The Environmental Turn in Early American History
       In the early 1980s, environmental history was totally new in American history. However, when the mainstream of American historians started to criticize the role of capitalism in interpreting early American history, environmental perspective gave historians an opportunity to explore history in an alternative way. In Dust Bowl: The Southern Plains in the 1930s, Donald Worster criticized the main interpretations of American history in terms of capitalism. Worster believed that Max Weber, Adam Smith and Karl Marx could not help historians to understand American histories well, because they ignored the importance of ecological factors in it, especially the ecological catastrophe on the 1930s plains.[3] Noticing the insufficiency of materialism analytical approach, he asked historians to pay more attention to environmental factors, which greatly illuminated Richard White, William Cronon and Carolyn Merchant’s works on environmental history.                                                                    In 1980, Richard White was one of the most important representatives who attempted to explain American history in terms of environmental change. Taking Island County, Washington, primarily composed of Whidbey and Camano islands in Puget Sound as a good case study, White examined its changes from 1850 to the present. White discussed the initial settlement by white farmers, the spurious and short-lived attempt to develop a market agriculture and a commercial center in Puget Sound, the two phases of the forest economy, the attempt to settle the logged-off lands, and the impact of developers and summer-home owners on the natural landscape.
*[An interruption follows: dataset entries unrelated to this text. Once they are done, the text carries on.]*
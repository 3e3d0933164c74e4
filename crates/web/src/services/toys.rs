//! Toy catalogue.

use tracing::instrument;

use cat_collector_core::ToyId;

use super::ServiceError;
use crate::db::Store;
use crate::models::{Cat, NewToy, OwnerScope, Toy};

/// A toy with the cats (visible to the caller) that have it.
#[derive(Debug, Clone)]
pub struct ToyDetail {
    pub toy: Toy,
    pub cats: Vec<Cat>,
}

/// Toy operations. Toys are shared by every user.
pub struct ToyService<'a> {
    store: &'a dyn Store,
}

impl<'a> ToyService<'a> {
    /// Create a new toy service.
    #[must_use]
    pub const fn new(store: &'a dyn Store) -> Self {
        Self { store }
    }

    /// All toys, ordered by id.
    ///
    /// # Errors
    ///
    /// Returns `ServiceError::Repository` if the query fails.
    pub async fn list(&self) -> Result<Vec<Toy>, ServiceError> {
        Ok(self.store.list_toys().await?)
    }

    /// Get a toy.
    ///
    /// # Errors
    ///
    /// Returns `ServiceError::NotFound` if the toy doesn't exist.
    pub async fn get(&self, id: ToyId) -> Result<Toy, ServiceError> {
        self.store
            .get_toy(id)
            .await?
            .ok_or(ServiceError::NotFound("toy"))
    }

    /// Get a toy with the cats in `scope` that have it.
    ///
    /// # Errors
    ///
    /// Returns `ServiceError::NotFound` if the toy doesn't exist.
    #[instrument(skip(self))]
    pub async fn detail(&self, scope: OwnerScope, id: ToyId) -> Result<ToyDetail, ServiceError> {
        let toy = self.get(id).await?;
        let cats = self.store.list_toy_cats(id, scope).await?;
        Ok(ToyDetail { toy, cats })
    }

    /// Create a toy.
    ///
    /// # Errors
    ///
    /// Returns `ServiceError::Repository` if the insert fails.
    #[instrument(skip(self, toy), fields(name = %toy.name))]
    pub async fn create(&self, toy: &NewToy) -> Result<Toy, ServiceError> {
        let toy = self.store.create_toy(toy).await?;
        tracing::info!(toy_id = %toy.id, "Toy created");
        Ok(toy)
    }

    /// Overwrite a toy's name and color.
    ///
    /// # Errors
    ///
    /// Returns `ServiceError::NotFound` if the toy doesn't exist.
    #[instrument(skip(self, toy))]
    pub async fn update(&self, id: ToyId, toy: &NewToy) -> Result<Toy, ServiceError> {
        self.store
            .update_toy(id, toy)
            .await
            .map_err(|e| ServiceError::from_repository("toy", e))
    }

    /// Delete a toy. Cats that had it are kept.
    ///
    /// # Errors
    ///
    /// Returns `ServiceError::NotFound` if the toy doesn't exist.
    #[instrument(skip(self))]
    pub async fn delete(&self, id: ToyId) -> Result<(), ServiceError> {
        self.store
            .delete_toy(id)
            .await
            .map_err(|e| ServiceError::from_repository("toy", e))?;
        tracing::info!(toy_id = %id, "Toy deleted");
        Ok(())
    }
}

#[cfg(test)]
#[allow(clippy::unwrap_used)]
mod tests {
    use cat_collector_core::Username;

    use super::*;
    use crate::db::{CatRepository, InMemoryStore, UserRepository};
    use crate::models::NewCat;

    #[tokio::test]
    async fn test_detail_lists_only_visible_cats() {
        let store = InMemoryStore::new();
        let alice = store
            .create_user_with_password(&Username::parse("alice").unwrap(), "hash")
            .await
            .unwrap();
        let bob = store
            .create_user_with_password(&Username::parse("bob").unwrap(), "hash")
            .await
            .unwrap();
        let service = ToyService::new(&store);
        let ball = service.create(&NewToy::parse("ball", "red").unwrap()).await.unwrap();

        let new_cat = NewCat::parse("Sachi", "tortoise shell", "diluted tortoise shell", "0").unwrap();
        let sachi = store.create_cat(&new_cat, Some(alice.id)).await.unwrap();
        store.associate_toy(sachi.id, ball.id).await.unwrap();

        let detail = service.detail(OwnerScope::Owner(alice.id), ball.id).await.unwrap();
        assert_eq!(detail.cats.len(), 1);
        let detail = service.detail(OwnerScope::Owner(bob.id), ball.id).await.unwrap();
        assert!(detail.cats.is_empty());
    }

    #[tokio::test]
    async fn test_update_and_delete() {
        let store = InMemoryStore::new();
        let service = ToyService::new(&store);
        let ball = service.create(&NewToy::parse("ball", "red").unwrap()).await.unwrap();

        let updated = service
            .update(ball.id, &NewToy::parse("ball", "blue").unwrap())
            .await
            .unwrap();
        assert_eq!(updated.color, "blue");

        service.delete(ball.id).await.unwrap();
        let err = service.get(ball.id).await.unwrap_err();
        assert!(matches!(err, ServiceError::NotFound("toy")));
        let err = service.delete(ball.id).await.unwrap_err();
        assert!(matches!(err, ServiceError::NotFound("toy")));
    }
}
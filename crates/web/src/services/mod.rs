//! Business logic services for Cat Collector.
//!
//! # Services
//!
//! - `auth` - Signup and password login
//! - `cats` - Cats, their feeding log and toy associations
//! - `photos` - Photo upload to object storage
//! - `toys` - Toy catalogue
//!
//! Every cat-facing operation takes an explicit [`OwnerScope`](crate::models::OwnerScope).

pub mod auth;
pub mod cats;
pub mod photos;
pub mod toys;

pub use cats::{CatDetail, CatService};
pub use photos::{PhotoService, PhotoUpload};
pub use toys::{ToyDetail, ToyService};

use thiserror::Error;

use crate::db::RepositoryError;
use crate::models::ValidationErrors;
use crate::storage::StorageError;

/// Errors returned by the cat, toy and photo services.
#[derive(Debug, Error)]
pub enum ServiceError {
    /// The requested entity does not exist.
    #[error("{0} not found")]
    NotFound(&'static str),

    /// The entity exists but belongs to another user.
    #[error("forbidden")]
    Forbidden,

    /// Submitted fields failed validation.
    #[error("validation failed: {0}")]
    Validation(#[from] ValidationErrors),

    /// Object storage rejected or failed an upload.
    #[error("upstream error: {0}")]
    Upstream(#[from] StorageError),

    /// Repository/database error.
    #[error("database error: {0}")]
    Repository(RepositoryError),
}

impl ServiceError {
    /// Map a repository error, naming the entity for `NotFound`.
    pub(crate) fn from_repository(entity: &'static str, err: RepositoryError) -> Self {
        match err {
            RepositoryError::NotFound => Self::NotFound(entity),
            other => Self::Repository(other),
        }
    }
}

impl From<RepositoryError> for ServiceError {
    fn from(err: RepositoryError) -> Self {
        Self::Repository(err)
    }
}
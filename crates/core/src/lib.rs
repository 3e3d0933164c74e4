//! Cat Collector Core - Shared types library.
//!
//! This crate provides the domain types used across all Cat Collector components:
//! - `web` - The cat tracking web application
//! - `cli` - Command-line tools for migrations and seeding
//!
//! # Architecture
//!
//! The core crate contains only types - no I/O, no database access,
//! no HTTP clients. This keeps it lightweight and allows it to be used anywhere.
//!
//! # Modules
//!
//! - [`types`] - Newtype wrappers for type-safe IDs, usernames, and meals

#![cfg_attr(not(test), forbid(unsafe_code))]

pub mod types;

pub use types::*;
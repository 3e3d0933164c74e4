//! Cat domain types.

use core::fmt;

use cat_collector_core::{CatId, UserId};

use super::validation::{ValidationErrors, required_text};

/// Maximum length of a cat's name.
pub const NAME_MAX_CHARS: usize = 100;
/// Maximum length of a cat's breed.
pub const BREED_MAX_CHARS: usize = 100;
/// Maximum length of a cat's description.
pub const DESCRIPTION_MAX_CHARS: usize = 250;

/// A tracked cat (domain type).
#[derive(Debug, Clone, PartialEq, Eq)]
pub struct Cat {
    /// Unique cat ID.
    pub id: CatId,
    /// Name, fixed at creation.
    pub name: String,
    /// Breed.
    pub breed: String,
    /// Free-form description (at most 250 characters).
    pub description: String,
    /// Age in years.
    pub age: i32,
    /// User who owns this cat, if ownership scoping was on when it was created.
    pub owner: Option<UserId>,
}

impl Cat {
    /// Path of the cat's detail page.
    #[must_use]
    pub fn detail_path(&self) -> String {
        format!("/cats/{}", self.id)
    }

    /// Whether `scope` may see and modify this cat.
    #[must_use]
    pub fn is_visible_to(&self, scope: OwnerScope) -> bool {
        match scope {
            OwnerScope::All => true,
            OwnerScope::Owner(user_id) => self.owner == Some(user_id),
        }
    }
}

impl fmt::Display for Cat {
    fn fmt(&self, f: &mut fmt::Formatter<'_>) -> fmt::Result {
        f.write_str(&self.name)
    }
}

/// Which cats a caller may see.
///
/// Passed explicitly into every cat query and command.
#[derive(Debug, Clone, Copy, PartialEq, Eq)]
pub enum OwnerScope {
    /// Ownership scoping is disabled: every cat is visible.
    All,
    /// Only cats owned by this user are visible.
    Owner(UserId),
}

impl OwnerScope {
    /// The owner to stamp on newly created cats.
    #[must_use]
    pub const fn owner(self) -> Option<UserId> {
        match self {
            Self::All => None,
            Self::Owner(user_id) => Some(user_id),
        }
    }
}

/// Validated fields for creating a cat.
#[derive(Debug, Clone, PartialEq, Eq)]
pub struct NewCat {
    pub name: String,
    pub breed: String,
    pub description: String,
    pub age: i32,
}

impl NewCat {
    /// Validate raw form input.
    ///
    /// # Errors
    ///
    /// Returns every field failure found.
    pub fn parse(
        name: &str,
        breed: &str,
        description: &str,
        age: &str,
    ) -> Result<Self, ValidationErrors> {
        let mut errors = ValidationErrors::new();
        let name = required_text(&mut errors, "name", name, NAME_MAX_CHARS);
        let update = CatUpdate::collect(&mut errors, breed, description, age);
        errors.into_result(Self {
            name,
            breed: update.breed,
            description: update.description,
            age: update.age,
        })
    }
}

/// Validated fields for updating a cat.
///
/// The name is not part of an update: it is immutable after creation.
#[derive(Debug, Clone, PartialEq, Eq)]
pub struct CatUpdate {
    pub breed: String,
    pub description: String,
    pub age: i32,
}

impl CatUpdate {
    /// Validate raw form input.
    ///
    /// # Errors
    ///
    /// Returns every field failure found.
    pub fn parse(breed: &str, description: &str, age: &str) -> Result<Self, ValidationErrors> {
        let mut errors = ValidationErrors::new();
        let update = Self::collect(&mut errors, breed, description, age);
        errors.into_result(update)
    }

    fn collect(errors: &mut ValidationErrors, breed: &str, description: &str, age: &str) -> Self {
        let breed = required_text(errors, "breed", breed, BREED_MAX_CHARS);
        let description = description.trim().to_owned();
        if description.chars().count() > DESCRIPTION_MAX_CHARS {
            errors.add(
                "description",
                format!("Ensure this value has at most {DESCRIPTION_MAX_CHARS} characters."),
            );
        }
        let age = parse_age(errors, age);
        Self {
            breed,
            description,
            age,
        }
    }
}

fn parse_age(errors: &mut ValidationErrors, value: &str) -> i32 {
    match value.trim().parse::<i32>() {
        Ok(age) if age >= 0 => age,
        Ok(_) => {
            errors.add("age", "Age cannot be negative.");
            0
        }
        Err(_) => {
            errors.add("age", "Enter a whole number.");
            0
        }
    }
}

#[cfg(test)]
#[allow(clippy::unwrap_used)]
mod tests {
    use super::*;

    fn cat(owner: Option<UserId>) -> Cat {
        Cat {
            id: CatId::new(1),
            name: "Lolo".to_owned(),
            breed: "tabby".to_owned(),
            description: "furry little demon".to_owned(),
            age: 3,
            owner,
        }
    }

    #[test]
    fn test_new_cat_parse_valid() {
        let cat = NewCat::parse("Lolo", "tabby", "furry little demon", "3").unwrap();
        assert_eq!(cat.name, "Lolo");
        assert_eq!(cat.age, 3);
    }

    #[test]
    fn test_new_cat_zero_age_is_valid() {
        let cat = NewCat::parse("Chunky Monkey", "long hair", "sweet and cuddly", "0").unwrap();
        assert_eq!(cat.age, 0);
    }

    #[test]
    fn test_new_cat_collects_all_errors() {
        let errors = NewCat::parse("", "", &"x".repeat(251), "-1").unwrap_err();
        assert!(errors.has("name"));
        assert!(errors.has("breed"));
        assert!(errors.has("description"));
        assert!(errors.has("age"));
    }

    #[test]
    fn test_description_limit_is_inclusive() {
        assert!(NewCat::parse("a", "b", &"x".repeat(250), "1").is_ok());
    }

    #[test]
    fn test_age_must_be_integer() {
        let errors = CatUpdate::parse("tabby", "", "three").unwrap_err();
        assert!(errors.has("age"));
        assert!(CatUpdate::parse("tabby", "", "2.5").is_err());
    }

    #[test]
    fn test_visibility() {
        let alice = UserId::new(1);
        let bob = UserId::new(2);
        assert!(cat(Some(alice)).is_visible_to(OwnerScope::Owner(alice)));
        assert!(!cat(Some(alice)).is_visible_to(OwnerScope::Owner(bob)));
        assert!(!cat(None).is_visible_to(OwnerScope::Owner(bob)));
        assert!(cat(None).is_visible_to(OwnerScope::All));
    }

    #[test]
    fn test_display_and_path() {
        let cat = cat(None);
        assert_eq!(cat.to_string(), "Lolo");
        assert_eq!(cat.detail_path(), "/cats/1");
    }
}
//! Session-related types.
//!
//! Types stored in the session for authentication state.

use serde::{Deserialize, Serialize};

use cat_collector_core::{UserId, Username};

use super::User;

/// Session-stored user identity.
///
/// Minimal data stored in the session to identify the logged-in user.
#[derive(Debug, Clone, Serialize, Deserialize, PartialEq, Eq)]
pub struct CurrentUser {
    /// User's database ID.
    pub id: UserId,
    /// User's login name.
    pub username: Username,
}

impl From<&User> for CurrentUser {
    fn from(user: &User) -> Self {
        Self {
            id: user.id,
            username: user.username.clone(),
        }
    }
}

/// Session keys for authentication data.
pub mod keys {
    /// Key for storing the current logged-in user.
    pub const CURRENT_USER: &str = "current_user";
}
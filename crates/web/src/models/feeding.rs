//! Feeding log domain types.

use core::fmt;

use chrono::NaiveDate;

use cat_collector_core::{CatId, FeedingId, Meal};

use super::validation::ValidationErrors;

/// Date format used by feeding forms.
pub const DATE_FORMAT: &str = "%Y-%m-%d";

/// A meal given to a cat on a given day.
#[derive(Debug, Clone, PartialEq, Eq)]
pub struct Feeding {
    pub id: FeedingId,
    pub cat_id: CatId,
    pub date: NaiveDate,
    pub meal: Meal,
}

impl fmt::Display for Feeding {
    fn fmt(&self, f: &mut fmt::Formatter<'_>) -> fmt::Result {
        write!(f, "{} on {}", self.meal.label(), self.date)
    }
}

/// Validated fields for a new feeding.
#[derive(Debug, Clone, Copy, PartialEq, Eq)]
pub struct NewFeeding {
    pub date: NaiveDate,
    pub meal: Meal,
}

impl NewFeeding {
    /// Validate raw form input.
    ///
    /// A missing meal defaults to breakfast; an unknown one is an error.
    ///
    /// # Errors
    ///
    /// Returns every field failure found.
    pub fn parse(date: &str, meal: Option<&str>) -> Result<Self, ValidationErrors> {
        let mut errors = ValidationErrors::new();

        let date = match NaiveDate::parse_from_str(date.trim(), DATE_FORMAT) {
            Ok(date) => Some(date),
            Err(_) if date.trim().is_empty() => {
                errors.add("date", "This field is required.");
                None
            }
            Err(_) => {
                errors.add("date", "Enter a valid date (YYYY-MM-DD).");
                None
            }
        };

        let meal = match meal.map(str::trim).filter(|m| !m.is_empty()) {
            None => Meal::default(),
            Some(raw) => Meal::parse(raw).unwrap_or_else(|e| {
                errors.add("meal", e.to_string());
                Meal::default()
            }),
        };

        match date {
            Some(date) => errors.into_result(Self { date, meal }),
            None => Err(errors),
        }
    }
}

/// Whether a cat with `todays_feedings` feedings dated today counts as fed.
///
/// Only the count is checked: three breakfasts count as fed.
#[must_use]
pub const fn is_fed(todays_feedings: usize) -> bool {
    todays_feedings >= Meal::PER_DAY
}

#[cfg(test)]
#[allow(clippy::unwrap_used)]
mod tests {
    use super::*;

    #[test]
    fn test_parse_valid() {
        let feeding = NewFeeding::parse("2026-10-18", Some("L")).unwrap();
        assert_eq!(feeding.date, NaiveDate::from_ymd_opt(2026, 10, 18).unwrap());
        assert_eq!(feeding.meal, Meal::Lunch);
    }

    #[test]
    fn test_missing_meal_defaults_to_breakfast() {
        let feeding = NewFeeding::parse("2026-10-18", None).unwrap();
        assert_eq!(feeding.meal, Meal::Breakfast);
        let feeding = NewFeeding::parse("2026-10-18", Some("")).unwrap();
        assert_eq!(feeding.meal, Meal::Breakfast);
    }

    #[test]
    fn test_unknown_meal_is_rejected() {
        let errors = NewFeeding::parse("2026-10-18", Some("X")).unwrap_err();
        assert!(errors.has("meal"));
        assert!(!errors.has("date"));
    }

    #[test]
    fn test_date_is_required() {
        let errors = NewFeeding::parse("", Some("B")).unwrap_err();
        assert!(errors.has("date"));
        let errors = NewFeeding::parse("18/10/2026", Some("B")).unwrap_err();
        assert!(errors.has("date"));
    }

    #[test]
    fn test_is_fed_counts_only() {
        assert!(!is_fed(0));
        assert!(!is_fed(2));
        assert!(is_fed(3));
        assert!(is_fed(4));
    }

    #[test]
    fn test_display() {
        let feeding = Feeding {
            id: FeedingId::new(1),
            cat_id: CatId::new(1),
            date: NaiveDate::from_ymd_opt(2026, 1, 2).unwrap(),
            meal: Meal::Dinner,
        };
        assert_eq!(feeding.to_string(), "Dinner on 2026-01-02");
    }
}
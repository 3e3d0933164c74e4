//! In-memory repository implementation.
//!
//! All tables live behind one mutex so cascading deletes touch every
//! table atomically. The cat/toy association is indexed in both
//! directions.

use std::collections::{BTreeMap, BTreeSet};

use async_trait::async_trait;
use chrono::{NaiveDate, Utc};
use tokio::sync::Mutex;

use cat_collector_core::{CatId, FeedingId, PhotoId, ToyId, UserId, Username};

use super::{CatRepository, RepositoryError, Store, ToyRepository, UserRepository};
use crate::models::{Cat, CatUpdate, Feeding, NewCat, NewFeeding, NewToy, OwnerScope, Photo, Toy, User};

#[derive(Debug, Default)]
struct Tables {
    next_id: i32,
    users: BTreeMap<UserId, (User, String)>,
    cats: BTreeMap<CatId, Cat>,
    feedings: BTreeMap<FeedingId, Feeding>,
    photos: BTreeMap<PhotoId, Photo>,
    toys: BTreeMap<ToyId, Toy>,
    toys_by_cat: BTreeSet<(CatId, ToyId)>,
    cats_by_toy: BTreeSet<(ToyId, CatId)>,
}

impl Tables {
    fn next_id(&mut self) -> i32 {
        self.next_id += 1;
        self.next_id
    }

    fn toy_ids_of(&self, cat_id: CatId) -> impl Iterator<Item = ToyId> + '_ {
        self.toys_by_cat
            .range((cat_id, ToyId::new(i32::MIN))..=(cat_id, ToyId::new(i32::MAX)))
            .map(|&(_, toy_id)| toy_id)
    }

    fn cat_ids_of(&self, toy_id: ToyId) -> impl Iterator<Item = CatId> + '_ {
        self.cats_by_toy
            .range((toy_id, CatId::new(i32::MIN))..=(toy_id, CatId::new(i32::MAX)))
            .map(|&(_, cat_id)| cat_id)
    }
}

/// In-memory store for tests and local development.
///
/// Ids are drawn from a single counter shared by every table.
#[derive(Debug, Default)]
pub struct InMemoryStore {
    tables: Mutex<Tables>,
}

impl InMemoryStore {
    /// Create an empty store.
    #[must_use]
    pub fn new() -> Self {
        Self::default()
    }
}

#[async_trait]
impl CatRepository for InMemoryStore {
    async fn list_cats(&self, scope: OwnerScope) -> Result<Vec<Cat>, RepositoryError> {
        let tables = self.tables.lock().await;
        Ok(tables
            .cats
            .values()
            .filter(|cat| cat.is_visible_to(scope))
            .cloned()
            .collect())
    }

    async fn get_cat(&self, id: CatId) -> Result<Option<Cat>, RepositoryError> {
        Ok(self.tables.lock().await.cats.get(&id).cloned())
    }

    async fn create_cat(
        &self,
        cat: &NewCat,
        owner: Option<UserId>,
    ) -> Result<Cat, RepositoryError> {
        let mut tables = self.tables.lock().await;
        if let Some(owner) = owner
            && !tables.users.contains_key(&owner)
        {
            return Err(RepositoryError::NotFound);
        }
        let cat = Cat {
            id: CatId::new(tables.next_id()),
            name: cat.name.clone(),
            breed: cat.breed.clone(),
            description: cat.description.clone(),
            age: cat.age,
            owner,
        };
        tables.cats.insert(cat.id, cat.clone());
        Ok(cat)
    }

    async fn update_cat(&self, id: CatId, update: &CatUpdate) -> Result<Cat, RepositoryError> {
        let mut tables = self.tables.lock().await;
        let cat = tables.cats.get_mut(&id).ok_or(RepositoryError::NotFound)?;
        cat.breed.clone_from(&update.breed);
        cat.description.clone_from(&update.description);
        cat.age = update.age;
        Ok(cat.clone())
    }

    async fn delete_cat(&self, id: CatId) -> Result<(), RepositoryError> {
        let mut tables = self.tables.lock().await;
        if tables.cats.remove(&id).is_none() {
            return Err(RepositoryError::NotFound);
        }
        tables.feedings.retain(|_, f| f.cat_id != id);
        tables.photos.retain(|_, p| p.cat_id != id);
        let toy_ids: Vec<ToyId> = tables.toy_ids_of(id).collect();
        for toy_id in toy_ids {
            tables.toys_by_cat.remove(&(id, toy_id));
            tables.cats_by_toy.remove(&(toy_id, id));
        }
        Ok(())
    }

    async fn list_feedings(&self, cat_id: CatId) -> Result<Vec<Feeding>, RepositoryError> {
        let tables = self.tables.lock().await;
        let mut feedings: Vec<Feeding> = tables
            .feedings
            .values()
            .filter(|f| f.cat_id == cat_id)
            .cloned()
            .collect();
        feedings.sort_by(|a, b| b.date.cmp(&a.date).then(b.id.cmp(&a.id)));
        Ok(feedings)
    }

    async fn add_feeding(
        &self,
        cat_id: CatId,
        feeding: &NewFeeding,
    ) -> Result<Feeding, RepositoryError> {
        let mut tables = self.tables.lock().await;
        if !tables.cats.contains_key(&cat_id) {
            return Err(RepositoryError::NotFound);
        }
        let feeding = Feeding {
            id: FeedingId::new(tables.next_id()),
            cat_id,
            date: feeding.date,
            meal: feeding.meal,
        };
        tables.feedings.insert(feeding.id, feeding.clone());
        Ok(feeding)
    }

    async fn count_feedings_on(
        &self,
        cat_id: CatId,
        date: NaiveDate,
    ) -> Result<usize, RepositoryError> {
        let tables = self.tables.lock().await;
        Ok(tables
            .feedings
            .values()
            .filter(|f| f.cat_id == cat_id && f.date == date)
            .count())
    }

    async fn list_photos(&self, cat_id: CatId) -> Result<Vec<Photo>, RepositoryError> {
        let tables = self.tables.lock().await;
        Ok(tables
            .photos
            .values()
            .filter(|p| p.cat_id == cat_id)
            .cloned()
            .collect())
    }

    async fn add_photo(&self, cat_id: CatId, url: &str) -> Result<Photo, RepositoryError> {
        let mut tables = self.tables.lock().await;
        if !tables.cats.contains_key(&cat_id) {
            return Err(RepositoryError::NotFound);
        }
        let photo = Photo {
            id: PhotoId::new(tables.next_id()),
            cat_id,
            url: url.to_owned(),
        };
        tables.photos.insert(photo.id, photo.clone());
        Ok(photo)
    }

    async fn list_cat_toys(&self, cat_id: CatId) -> Result<Vec<Toy>, RepositoryError> {
        let tables = self.tables.lock().await;
        Ok(tables
            .toy_ids_of(cat_id)
            .filter_map(|toy_id| tables.toys.get(&toy_id).cloned())
            .collect())
    }

    async fn list_available_toys(&self, cat_id: CatId) -> Result<Vec<Toy>, RepositoryError> {
        let tables = self.tables.lock().await;
        Ok(tables
            .toys
            .values()
            .filter(|toy| !tables.toys_by_cat.contains(&(cat_id, toy.id)))
            .cloned()
            .collect())
    }

    async fn associate_toy(&self, cat_id: CatId, toy_id: ToyId) -> Result<(), RepositoryError> {
        let mut tables = self.tables.lock().await;
        if !tables.cats.contains_key(&cat_id) || !tables.toys.contains_key(&toy_id) {
            return Err(RepositoryError::NotFound);
        }
        tables.toys_by_cat.insert((cat_id, toy_id));
        tables.cats_by_toy.insert((toy_id, cat_id));
        Ok(())
    }

    async fn dissociate_toy(&self, cat_id: CatId, toy_id: ToyId) -> Result<(), RepositoryError> {
        let mut tables = self.tables.lock().await;
        tables.toys_by_cat.remove(&(cat_id, toy_id));
        tables.cats_by_toy.remove(&(toy_id, cat_id));
        Ok(())
    }
}

#[async_trait]
impl ToyRepository for InMemoryStore {
    async fn list_toys(&self) -> Result<Vec<Toy>, RepositoryError> {
        Ok(self.tables.lock().await.toys.values().cloned().collect())
    }

    async fn get_toy(&self, id: ToyId) -> Result<Option<Toy>, RepositoryError> {
        Ok(self.tables.lock().await.toys.get(&id).cloned())
    }

    async fn create_toy(&self, toy: &NewToy) -> Result<Toy, RepositoryError> {
        let mut tables = self.tables.lock().await;
        let toy = Toy {
            id: ToyId::new(tables.next_id()),
            name: toy.name.clone(),
            color: toy.color.clone(),
        };
        tables.toys.insert(toy.id, toy.clone());
        Ok(toy)
    }

    async fn update_toy(&self, id: ToyId, update: &NewToy) -> Result<Toy, RepositoryError> {
        let mut tables = self.tables.lock().await;
        let toy = tables.toys.get_mut(&id).ok_or(RepositoryError::NotFound)?;
        toy.name.clone_from(&update.name);
        toy.color.clone_from(&update.color);
        Ok(toy.clone())
    }

    async fn delete_toy(&self, id: ToyId) -> Result<(), RepositoryError> {
        let mut tables = self.tables.lock().await;
        if tables.toys.remove(&id).is_none() {
            return Err(RepositoryError::NotFound);
        }
        let cat_ids: Vec<CatId> = tables.cat_ids_of(id).collect();
        for cat_id in cat_ids {
            tables.cats_by_toy.remove(&(id, cat_id));
            tables.toys_by_cat.remove(&(cat_id, id));
        }
        Ok(())
    }

    async fn list_toy_cats(
        &self,
        toy_id: ToyId,
        scope: OwnerScope,
    ) -> Result<Vec<Cat>, RepositoryError> {
        let tables = self.tables.lock().await;
        Ok(tables
            .cat_ids_of(toy_id)
            .filter_map(|cat_id| tables.cats.get(&cat_id))
            .filter(|cat| cat.is_visible_to(scope))
            .cloned()
            .collect())
    }
}

#[async_trait]
impl UserRepository for InMemoryStore {
    async fn get_user(&self, id: UserId) -> Result<Option<User>, RepositoryError> {
        let tables = self.tables.lock().await;
        Ok(tables.users.get(&id).map(|(user, _)| user.clone()))
    }

    async fn get_user_by_username(
        &self,
        username: &Username,
    ) -> Result<Option<User>, RepositoryError> {
        let tables = self.tables.lock().await;
        Ok(tables
            .users
            .values()
            .find(|(u, _)| &u.username == username)
            .map(|(user, _)| user.clone()))
    }

    async fn create_user_with_password(
        &self,
        username: &Username,
        password_hash: &str,
    ) -> Result<User, RepositoryError> {
        let mut tables = self.tables.lock().await;
        if tables.users.values().any(|(u, _)| &u.username == username) {
            return Err(RepositoryError::Conflict("username already exists".to_owned()));
        }
        let user = User {
            id: UserId::new(tables.next_id()),
            username: username.clone(),
            created_at: Utc::now(),
        };
        tables
            .users
            .insert(user.id, (user.clone(), password_hash.to_owned()));
        Ok(user)
    }

    async fn get_password_hash(
        &self,
        username: &Username,
    ) -> Result<Option<(User, String)>, RepositoryError> {
        let tables = self.tables.lock().await;
        Ok(tables
            .users
            .values()
            .find(|(u, _)| &u.username == username)
            .cloned())
    }
}

#[async_trait]
impl Store for InMemoryStore {
    async fn ping(&self) -> Result<(), RepositoryError> {
        Ok(())
    }
}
Focusing on these topics, White wanted to discuss the economy of the Salish Indians and its impact on the environmental and social change in Whidbey Island.[4] In evaluating the contribution of this book, William Cronon believes that “Richard White’s great achievement was to discover in the past of this seemingly obscure pair of islands a series of changes that have extraordinarily broad implications for the history of the Pacific Northwest, the trans-Mississippi West, and even North America generally.”[5]                                                 

Although White’s book was very original, it had fewer readers than it deserved. One reason was that White filled his text with nearly as many nonhuman actors as human ones; another reason was that it was a book on local history and the relationships between Native Americans and Americans in Washington. However, it became a classic in the field of American environmental history, which encouraged more historians to devote themselves to explore environmental history.    
                                                             
    Like White, William Cronon also played very important role in adopting environmental perspective into early American history. In 1983, Cronon published his book — Changes in the Land: Indians, Colonists, and the Ecology of New England, in which he examined the relationships of Indians and colonists, as well as the ecological change in New England. When historians reflected the rise of environmental history, they highly evaluated it. Dan Flores argues that it “still  strikes  us  as right  today because  it  has  become such  a  model  for  scholars  writing environmental  histories  of place, or bioregional histories  as they are commonly called  now.”[6] Rhys Isaac claims that future work will combine social cultural exploration with the landscape-ecological perspective introduced by William Cronon.”[7] In an American Historical Review conversation, the AHR editor thinks that it “is a perennial staple on undergraduate and graduate reading lists, and is, I would venture, one of the handful of monographs that virtually every practicing historians has read.”[8] Like White, through exploring environmental history, Cronon set up a good example for historians to pay more attention to ecological factors in early American history.  
              Moreover, Carolyn Merchant also promoted the environmental turn in early American history. In 1980, Merchant finished her first book on environmental history, in which she discussed the attitudes of the Western Europeans towards nature from medieval through modern times. In seeking to understand how people conceptualized nature in the Scientific Revolution, she asked not about unchanging essences, but about connections between social change and changing constructions of nature. According to her, “between the sixteenth and seventeenth centuries the image of an organic cosmos with a living female earth at its center gave way to a mechanistic world view in which nature was reconstructed as dead and passive, to be dominated and controlled by humans.”[9] In her book, she dealt with the economic, cultural and scientific changes through which this vast transformation came about.     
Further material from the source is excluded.